Durante is a god among men. You know the PC port is gonna be good whenever he's involved. He actually still seems passionate about his work even after all these years.
I wonder if Daniel would be willing to dive a little deeper on this channel technically. I would love to see the basics explained, on what happens on the screen vs what happens on the cpu / gpu level.
I try... but I'm not saying what people want to hear. So a 47 year old software engineer can go cram 34 years of programming experience up his ass because people want to be angry that the latest games at max settings stress the latest hardware available... like they have for the last 30 years.
@@jose131991 Nobody per se. Just a regular commenter who often elaborate or expand on what Daniel says. He's a math teacher who has a reasonable grasp on the fundamentals, and it shows. But it also shows that he doesn't understand operating system and coding theory much deeper than just conversational level. Not that he ever pretends anything else.
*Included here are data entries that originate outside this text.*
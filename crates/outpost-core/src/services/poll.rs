//! Poll aggregation service.

use chrono::{DateTime, Utc};
use outpost_common::{AppError, AppResult, IdGenerator};
use outpost_db::{
    entities::{poll, poll_vote},
    repositories::{PollRepository, PollVoteRepository},
};
use sea_orm::Set;
use serde_json::json;
use validator::Validate;

/// Poll service for business logic.
#[derive(Clone)]
pub struct PollService {
    poll_repo: PollRepository,
    vote_repo: PollVoteRepository,
    id_gen: IdGenerator,
}

/// Input for creating a poll. The only source of new polls is remote
/// `Question` ingestion (spec.md has no local poll-creation verb), so
/// this carries the already-resolved tallies/closure state straight
/// from the wire object rather than starting every poll at zero.
#[derive(Debug, Validate)]
pub struct CreatePollInput {
    #[validate(length(min = 2, max = 5))]
    pub options: Vec<String>,
    pub tallies: Vec<i64>,
    pub multiple: bool,
    pub expires_at: Option<DateTime<Utc>>,
    pub closed: bool,
}

/// Poll with vote status.
pub struct PollWithStatus {
    pub poll: poll::Model,
    pub voted_choices: Vec<i32>,
}

impl PollService {
    /// Create a new poll service.
    #[must_use]
    pub const fn new(poll_repo: PollRepository, vote_repo: PollVoteRepository) -> Self {
        Self {
            poll_repo,
            vote_repo,
            id_gen: IdGenerator::new(),
        }
    }

    /// Creates the `poll` row for a note that is already persisted,
    /// seeding tallies from the remote `Question`'s own reported counts
    /// (spec.md §4.5: remotely hosted polls use the server's
    /// `votersCount`/`replies.totalItems`, not a locally recomputed sum).
    pub async fn create_poll(
        &self,
        note_id: &str,
        input: CreatePollInput,
    ) -> AppResult<poll::Model> {
        input
            .validate()
            .map_err(|_| AppError::BadRequest("Polls must have 2 to 5 options".to_string()))?;
        for option in &input.options {
            if option.trim().is_empty() {
                return Err(AppError::BadRequest(
                    "Poll option cannot be empty".to_string(),
                ));
            }
        }

        let voters_count = input.tallies.iter().sum::<i64>().max(0) as i32;

        let model = poll::ActiveModel {
            note_id: Set(note_id.to_string()),
            options: Set(json!(input.options)),
            tallies: Set(json!(input.tallies)),
            multiple: Set(input.multiple),
            expires_at: Set(input.expires_at.map(Into::into)),
            closed: Set(input.closed),
            voters_count: Set(voters_count),
        };

        self.poll_repo.create(model).await
    }

    /// Get a poll by note ID.
    pub async fn get_poll(&self, note_id: &str) -> AppResult<poll::Model> {
        self.poll_repo.get_by_note_id(note_id).await
    }

    /// Get a poll with an actor's own vote status.
    pub async fn get_poll_with_status(
        &self,
        note_id: &str,
        actor_id: &str,
    ) -> AppResult<PollWithStatus> {
        let poll = self.poll_repo.get_by_note_id(note_id).await?;
        let votes = self.vote_repo.find_by_note(note_id).await?;
        let voted_choices = votes
            .into_iter()
            .filter(|v| v.actor_id == actor_id)
            .map(|v| v.choice)
            .collect();

        Ok(PollWithStatus {
            poll,
            voted_choices,
        })
    }

    /// Casts a single-use ballot. A poll closed either explicitly or by
    /// expiry rejects further votes; the option count is re-derived from
    /// the poll row itself rather than trusted from the caller.
    pub async fn vote(
        &self,
        actor_id: &str,
        note_id: &str,
        choice: i32,
    ) -> AppResult<poll::Model> {
        let poll = self.poll_repo.get_by_note_id(note_id).await?;

        let expired = poll
            .expires_at
            .as_ref()
            .is_some_and(|exp| *exp < Utc::now());
        if poll.closed || expired {
            return Err(AppError::BadRequest(
                "Cannot vote in a closed poll".to_string(),
            ));
        }

        let options: Vec<String> = serde_json::from_value(poll.options.clone())
            .map_err(|e| AppError::Internal(format!("invalid poll options: {e}")))?;
        if choice < 0 || choice >= options.len() as i32 {
            return Err(AppError::BadRequest("Invalid choice".to_string()));
        }

        // One vote per actor per poll, full stop — no multiple-choice
        // exception, and no re-voting to change an earlier answer.
        if self.vote_repo.has_voted(actor_id, note_id).await? {
            return Err(AppError::BadRequest("Cannot edit votes".to_string()));
        }

        let vote_model = poll_vote::ActiveModel {
            id: Set(self.id_gen.generate()),
            note_id: Set(note_id.to_string()),
            actor_id: Set(actor_id.to_string()),
            choice: Set(choice),
            created_at: Set(Utc::now().into()),
        };
        self.vote_repo.create(vote_model).await?;

        let (tallies, voters_count) = self
            .vote_repo
            .recompute_tallies(note_id, options.len())
            .await?;

        let mut active: poll::ActiveModel = poll.into();
        active.tallies = Set(json!(tallies));
        active.voters_count = Set(voters_count);

        self.poll_repo.update(active).await
    }

    /// Closes the poll immediately, independent of `expires_at`.
    pub async fn close(&self, note_id: &str) -> AppResult<poll::Model> {
        let poll = self.poll_repo.get_by_note_id(note_id).await?;
        let mut active: poll::ActiveModel = poll.into();
        active.closed = Set(true);
        self.poll_repo.update(active).await
    }

    /// Check if a poll exists for a note.
    pub async fn has_poll(&self, note_id: &str) -> AppResult<bool> {
        Ok(self.poll_repo.find_by_note_id(note_id).await?.is_some())
    }
}

#[cfg(test)]
#[allow(clippy::unwrap_used)]
mod tests {
    use super::*;
    use outpost_db::repositories::{PollRepository, PollVoteRepository};
    use sea_orm::{DatabaseBackend, MockDatabase};
    use std::sync::Arc;

    fn input(options: Vec<&str>) -> CreatePollInput {
        let tallies = vec![0; options.len()];
        CreatePollInput {
            options: options.into_iter().map(str::to_string).collect(),
            tallies,
            multiple: false,
            expires_at: None,
            closed: false,
        }
    }

    #[test]
    fn single_option_fails_validate() {
        assert!(input(vec!["a"]).validate().is_err());
    }

    #[test]
    fn two_to_five_options_pass_validate() {
        assert!(input(vec!["a", "b"]).validate().is_ok());
        assert!(input(vec!["a", "b", "c", "d", "e"]).validate().is_ok());
    }

    #[test]
    fn six_options_fails_validate() {
        let opts: Vec<String> = (0..6).map(|n| n.to_string()).collect();
        let too_many = CreatePollInput {
            options: opts,
            tallies: vec![0; 6],
            multiple: false,
            expires_at: None,
            closed: false,
        };
        assert!(too_many.validate().is_err());
    }

    #[tokio::test]
    async fn create_poll_rejects_single_option_with_stable_error() {
        let db = Arc::new(MockDatabase::new(DatabaseBackend::Sqlite).into_connection());
        let service = PollService::new(
            PollRepository::new(Arc::clone(&db)),
            PollVoteRepository::new(db),
        );

        let err = service
            .create_poll("note-1", input(vec!["only-one"]))
            .await
            .unwrap_err();
        assert_eq!(err.to_string(), "Polls must have 2 to 5 options");
    }
}
//! Actor keypair repository.

use std::sync::Arc;

use crate::entities::{person_keypair, PersonKeypair};
use outpost_common::{AppError, AppResult};
use sea_orm::{ActiveModelTrait, DatabaseConnection, EntityTrait};

#[derive(Clone)]
pub struct PersonKeypairRepository {
    db: Arc<DatabaseConnection>,
}

impl PersonKeypairRepository {
    #[must_use]
    pub const fn new(db: Arc<DatabaseConnection>) -> Self {
        Self { db }
    }

    pub async fn find_by_person_id(
        &self,
        person_id: &str,
    ) -> AppResult<Option<person_keypair::Model>> {
        PersonKeypair::find_by_id(person_id)
            .one(self.db.as_ref())
            .await
            .map_err(|e| AppError::Database(e.to_string()))
    }

    pub async fn create(
        &self,
        model: person_keypair::ActiveModel,
    ) -> AppResult<person_keypair::Model> {
        model
            .insert(self.db.as_ref())
            .await
            .map_err(|e| AppError::Database(e.to_string()))
    }
}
Optimal parallellisation is engine architecture problem. Its OOP inheritance vs agegration vs functional and data oriented . For optimal MT parallel compute you need to implement it at core of your engine. If then the game does not scale then the game problem is to light to split up. This is also genre and scope dependant. The first step is using DX12 or Vulkan to have multithreaded render subsystem where you feed gpu parallel. DX11 supports MT but not efficient. To me DX11 is red flag as render is single threaded feed it MT it doesn’t scale. If scale up to 3 threads it depend is it to smal scope game is inheritance oop. The game that scale best are those with have large amount of entities this is where you can go very wide. If your engine could handle different genres also RTS and if those scale well with MT then your engine is MT optimised. That means games where there ar little objects won’t scale with MT even if it higly optimised. But then are often light in load. Unless these are complex and graphics heayvy objects. I would avoid globals and singletons as what put wrench in parallel compute is not avoiding as much shared data. Also opt for function without side effect. Keep as much compute independat. It would be interesting what triple A dev do. But they use inhouse often shared game engine. Wich need to be highly data driven and support any genre . There is online ubisoft convention speak how the implement engine from large overview.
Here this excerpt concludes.